The expected result is every line of the records, printed exactly.

Stored data
++++++++++
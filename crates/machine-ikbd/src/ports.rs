//! The HD6301's pins, wired to the shared input state.
//!
//! | Port | Direction | Lines |
//! |------|-----------|-------|
//! | P1   | in        | keyboard rows, active low |
//! | P2   | in        | bit 1 left button / joy 0 fire, bit 2 right button / joy 1 fire |
//! | P3   | out       | bits 1..7 keyboard columns 0..6 |
//! | P4   | in/out    | columns 7..14 when driven; mouse XA XB YA YB low, joy 1 high |
//!
//! Buttons and rows are active low.

use std::sync::Arc;

use atari_st_keyboard::KeyStateTable;
use hid_input::MouseButtons;
use hitachi_hd6301::{Port, PortHooks, PortLatches};
use peripheral_st_joystick::JoystickState;
use peripheral_st_mouse::QuadratureRegisters;

use crate::matrix::{self, KeyMatrix};
use crate::serial::SerialTx;

/// State written by the cooperative loop and read by the CPU context.
/// Each field has exactly one writer.
#[derive(Clone, Default)]
pub struct IkbdState {
    pub keys: Arc<KeyStateTable>,
    pub mouse: Arc<QuadratureRegisters>,
    pub buttons: Arc<MouseButtons>,
    pub joystick: Arc<JoystickState>,
    pub matrix: Arc<KeyMatrix>,
}

impl IkbdState {
    /// Button lines as the IKBD sees them, active high: HID mouse buttons
    /// OR the two joystick fire bits.
    #[must_use]
    pub fn mouse_buttons(&self) -> u8 {
        let (fire, _) = self.joystick.load();
        (self.buttons.load() | fire) & 0x03
    }

    /// The same state scanned through `matrix`.
    #[must_use]
    pub fn with_matrix(self, matrix: KeyMatrix) -> Self {
        Self {
            matrix: Arc::new(matrix),
            ..self
        }
    }
}

/// [`PortHooks`] for the IKBD board.
pub struct IkbdPorts<T> {
    state: IkbdState,
    tx: T,
}

impl<T: SerialTx> IkbdPorts<T> {
    #[must_use]
    pub fn new(state: IkbdState, tx: T) -> Self {
        Self { state, tx }
    }

    #[must_use]
    pub fn state(&self) -> &IkbdState {
        &self.state
    }

    #[must_use]
    pub fn tx(&self) -> &T {
        &self.tx
    }

    pub fn tx_mut(&mut self) -> &mut T {
        &mut self.tx
    }

    fn port2(&self) -> u8 {
        !(self.state.mouse_buttons() << 1)
    }

    fn port4(&self) -> u8 {
        let (_, axis) = self.state.joystick.load();
        let (x, y) = self.state.mouse.tick();
        let low = ((x & 0x03) | ((y & 0x03) << 2)) as u8;
        (!axis & 0xF0) | low
    }
}

impl<T: SerialTx> PortHooks for IkbdPorts<T> {
    fn read_port(&mut self, port: Port, latches: &PortLatches) -> u8 {
        match port {
            Port::P1 => {
                let columns = matrix::selected_columns(
                    latches.driven_low(Port::P3),
                    latches.driven_low(Port::P4),
                );
                self.state.matrix.scan_rows(&self.state.keys, columns)
            }
            Port::P2 => self.port2(),
            Port::P3 => 0xFF,
            Port::P4 => self.port4(),
        }
    }

    fn transmit(&mut self, byte: u8) {
        log::trace!("IKBD -> ST {byte:#04X}");
        self.tx.send_blocking(byte);
    }
}

#[cfg(test)]
mod tests {
    use super::*;
    use atari_st_keyboard::scancode;

    fn ports() -> IkbdPorts<Vec<u8>> {
        IkbdPorts::new(IkbdState::default(), Vec::new())
    }

    /// Latches with the given port 3 and port 4 output bits driven low.
    fn driving(p3: u8, p4: u8) -> PortLatches {
        PortLatches::new([0xFF, 0xFF, !p3, !p4], [0, 0, 0xFE, p4])
    }

    #[test]
    fn idle_lines_read_high() {
        let mut p = ports();
        let latches = PortLatches::default();
        assert_eq!(p.read_port(Port::P1, &latches), 0xFF);
        assert_eq!(p.read_port(Port::P2, &latches), 0xFF);
        assert_eq!(p.read_port(Port::P3, &latches), 0xFF);
    }

    #[test]
    fn key_in_selected_column_reads_low() {
        let mut p = ports();
        p.state().keys.set(scancode::A, true);
        let (col, row) = p.state().matrix.position(scancode::A).unwrap();
        let latches = if col < 7 {
            driving(1 << (col + 1), 0)
        } else {
            driving(0, 1 << (col - 7))
        };
        assert_eq!(p.read_port(Port::P1, &latches), !(1u8 << row));
        assert_eq!(p.read_port(Port::P1, &driving(0, 0)), 0xFF);
    }

    #[test]
    fn buttons_and_fire_share_port2() {
        let mut p = ports();
        let latches = PortLatches::default();
        p.state().buttons.set(true, false);
        assert_eq!(p.read_port(Port::P2, &latches), !0x04);
        p.state().buttons.set(false, false);
        p.state().joystick.store(0x01, 0);
        assert_eq!(p.read_port(Port::P2, &latches), !0x02);
    }

    #[test]
    fn port4_carries_quadrature_and_joystick1() {
        let mut p = ports();
        let latches = PortLatches::default();
        let (x, y) = p.state().mouse.tick();
        p.state().joystick.store(0, 0x80);
        let expected = 0x70 | ((x & 3) | ((y & 3) << 2)) as u8;
        assert_eq!(p.read_port(Port::P4, &latches), expected);
    }

    #[test]
    fn joystick0_never_masks_the_mouse_lines() {
        let mut p = ports();
        let (x, y) = p.state().mouse.tick();
        let quadrature = ((x & 3) | ((y & 3) << 2)) as u8;
        p.state().joystick.store(0, 0x0F);
        assert_eq!(p.read_port(Port::P4, &PortLatches::default()), 0xF0 | quadrature);
    }

    #[test]
    fn rows_follow_the_configured_matrix() {
        let mut codes = [[0; matrix::ROWS]; matrix::COLUMNS];
        codes[9][6] = scancode::A;
        let state = IkbdState::default().with_matrix(KeyMatrix::from_codes(codes));
        let mut p = IkbdPorts::new(state, Vec::new());
        p.state().keys.set(scancode::A, true);
        // Column 9 is port 4 bit 2.
        assert_eq!(p.read_port(Port::P1, &driving(0, 0x04)), !0x40);
        assert_eq!(p.read_port(Port::P1, &driving(0x02, 0)), 0xFF);
    }

    #[test]
    fn transmit_reaches_the_line() {
        let mut p = ports();
        p.transmit(0xF1);
        assert_eq!(p.tx(), &vec![0xF1]);
    }
}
++++++++++
## ANSWER BELOW
filename crates/machine-ikbd/src/ports.rs
//! The HD6301's pins, wired to the shared input state.
//!
//! | Port | Direction | Lines |
//! |------|-----------|-------|
//! | P1   | in        | keyboard rows, active low |
//! | P2   | in        | bit 1 left button / joy 0 fire, bit 2 right button / joy 1 fire |
//! | P3   | out       | bits 1..7 keyboard columns 0..6 |
//! | P4   | in/out    | columns 7..14 when driven; mouse XA XB YA YB low, joy 1 high |
//!
//! Buttons and rows are active low.

use std::sync::Arc;

use atari_st_keyboard::KeyStateTable;
use hid_input::MouseButtons;
use hitachi_hd6301::{Port, PortHooks, PortLatches};
use peripheral_st_joystick::JoystickState;
use peripheral_st_mouse::QuadratureRegisters;

use crate::matrix::{self, KeyMatrix};
use crate::serial::SerialTx;

/// State written by the cooperative loop and read by the CPU context.
/// Each field has exactly one writer.
#[derive(Clone, Default)]
pub struct IkbdState {
    pub keys: Arc<KeyStateTable>,
    pub mouse: Arc<QuadratureRegisters>,
    pub buttons: Arc<MouseButtons>,
    pub joystick: Arc<JoystickState>,
    pub matrix: Arc<KeyMatrix>,
}

impl IkbdState {
    /// Button lines as the IKBD sees them, active high: HID mouse buttons
    /// OR the two joystick fire bits.
    #[must_use]
    pub fn mouse_buttons(&self) -> u8 {
        let (fire, _) = self.joystick.load();
        (self.buttons.load() | fire) & 0x03
    }

    /// The same state scanned through `matrix`.
    #[must_use]
    pub fn with_matrix(self, matrix: KeyMatrix) -> Self {
        Self {
            matrix: Arc::new(matrix),
            ..self
        }
    }
}

/// [`PortHooks`] for the IKBD board.
pub struct IkbdPorts<T> {
    state: IkbdState,
    tx: T,
}

impl<T: SerialTx> IkbdPorts<T> {
    #[must_use]
    pub fn new(state: IkbdState, tx: T) -> Self {
        Self { state, tx }
    }

    #[must_use]
    pub fn state(&self) -> &IkbdState {
        &self.state
    }

    #[must_use]
    pub fn tx(&self) -> &T {
        &self.tx
    }

    pub fn tx_mut(&mut self) -> &mut T {
        &mut self.tx
    }

    fn port2(&self) -> u8 {
        !(self.state.mouse_buttons() << 1)
    }

    fn port4(&self) -> u8 {
        let (_, axis) = self.state.joystick.load();
        let (x, y) = self.state.mouse.tick();
        let low = ((x & 0x03) | ((y & 0x03) << 2)) as u8;
        (!axis & 0xF0) | low
    }
}

impl<T: SerialTx> PortHooks for IkbdPorts<T> {
    fn read_port(&mut self, port: Port, latches: &PortLatches) -> u8 {
        match port {
            Port::P1 => {
                let columns = matrix::selected_columns(
                    latches.driven_low(Port::P3),
                    latches.driven_low(Port::P4),
                );
                self.state.matrix.scan_rows(&self.state.keys, columns)
            }
            Port::P2 => self.port2(),
            Port::P3 => 0xFF,
            Port::P4 => self.port4(),
        }
    }

    fn transmit(&mut self, byte: u8) {
        log::trace!("IKBD -> ST {byte:#04X}");
        self.tx.send_blocking(byte);
    }
}

#[cfg(test)]
mod tests {
    use super::*;
    use atari_st_keyboard::scancode;

    fn ports() -> IkbdPorts<Vec<u8>> {
        IkbdPorts::new(IkbdState::default(), Vec::new())
    }

    /// Latches with the given port 3 and port 4 output bits driven low.
    fn driving(p3: u8, p4: u8) -> PortLatches {
        PortLatches::new([0xFF, 0xFF, !p3, !p4], [0, 0, 0xFE, p4])
    }

    #[test]
    fn idle_lines_read_high() {
        let mut p = ports();
        let latches = PortLatches::default();
        assert_eq!(p.read_port(Port::P1, &latches), 0xFF);
        assert_eq!(p.read_port(Port::P2, &latches), 0xFF);
        assert_eq!(p.read_port(Port::P3, &latches), 0xFF);
    }

    #[test]
    fn key_in_selected_column_reads_low() {
        let mut p = ports();
        p.state().keys.set(scancode::A, true);
        let (col, row) = p.state().matrix.position(scancode::A).unwrap();
        let latches = if col < 7 {
            driving(1 << (col + 1), 0)
        } else {
            driving(0, 1 << (col - 7))
        };
        assert_eq!(p.read_port(Port::P1, &latches), !(1u8 << row));
        assert_eq!(p.read_port(Port::P1, &driving(0, 0)), 0xFF);
    }

    #[test]
    fn buttons_and_fire_share_port2() {
        let mut p = ports();
        let latches = PortLatches::default();
        p.state().buttons.set(true, false);
        assert_eq!(p.read_port(Port::P2, &latches), !0x04);
        p.state().buttons.set(false, false);
        p.state().joystick.store(0x01, 0);
        assert_eq!(p.read_port(Port::P2, &latches), !0x02);
    }

    #[test]
    fn port4_carries_quadrature_and_joystick1() {
        let mut p = ports();
        let latches = PortLatches::default();
        let (x, y) = p.state().mouse.tick();
        p.state().joystick.store(0, 0x80);
        let expected = 0x70 | ((x & 3) | ((y & 3) << 2)) as u8;
        assert_eq!(p.read_port(Port::P4, &latches), expected);
    }

    #[test]
    fn joystick0_never_masks_the_mouse_lines() {
        let mut p = ports();
        let (x, y) = p.state().mouse.tick();
        let quadrature = ((x & 3) | ((y & 3) << 2)) as u8;
        p.state().joystick.store(0, 0x0F);
        assert_eq!(p.read_port(Port::P4, &PortLatches::default()), 0xF0 | quadrature);
    }

    #[test]
    fn rows_follow_the_configured_matrix() {
        let mut codes = [[0; matrix::ROWS]; matrix::COLUMNS];
        codes[9][6] = scancode::A;
        let state = IkbdState::default().with_matrix(KeyMatrix::from_codes(codes));
        let mut p = IkbdPorts::new(state, Vec::new());
        p.state().keys.set(scancode::A, true);
        // Column 9 is port 4 bit 2.
        assert_eq!(p.read_port(Port::P1, &driving(0, 0x04)), !0x40);
        assert_eq!(p.read_port(Port::P1, &driving(0x02, 0)), 0xFF);
    }

    #[test]
    fn transmit_reaches_the_line() {
        let mut p = ports();
        p.transmit(0xF1);
        assert_eq!(p.tx(), &vec![0xF1]);
    }
}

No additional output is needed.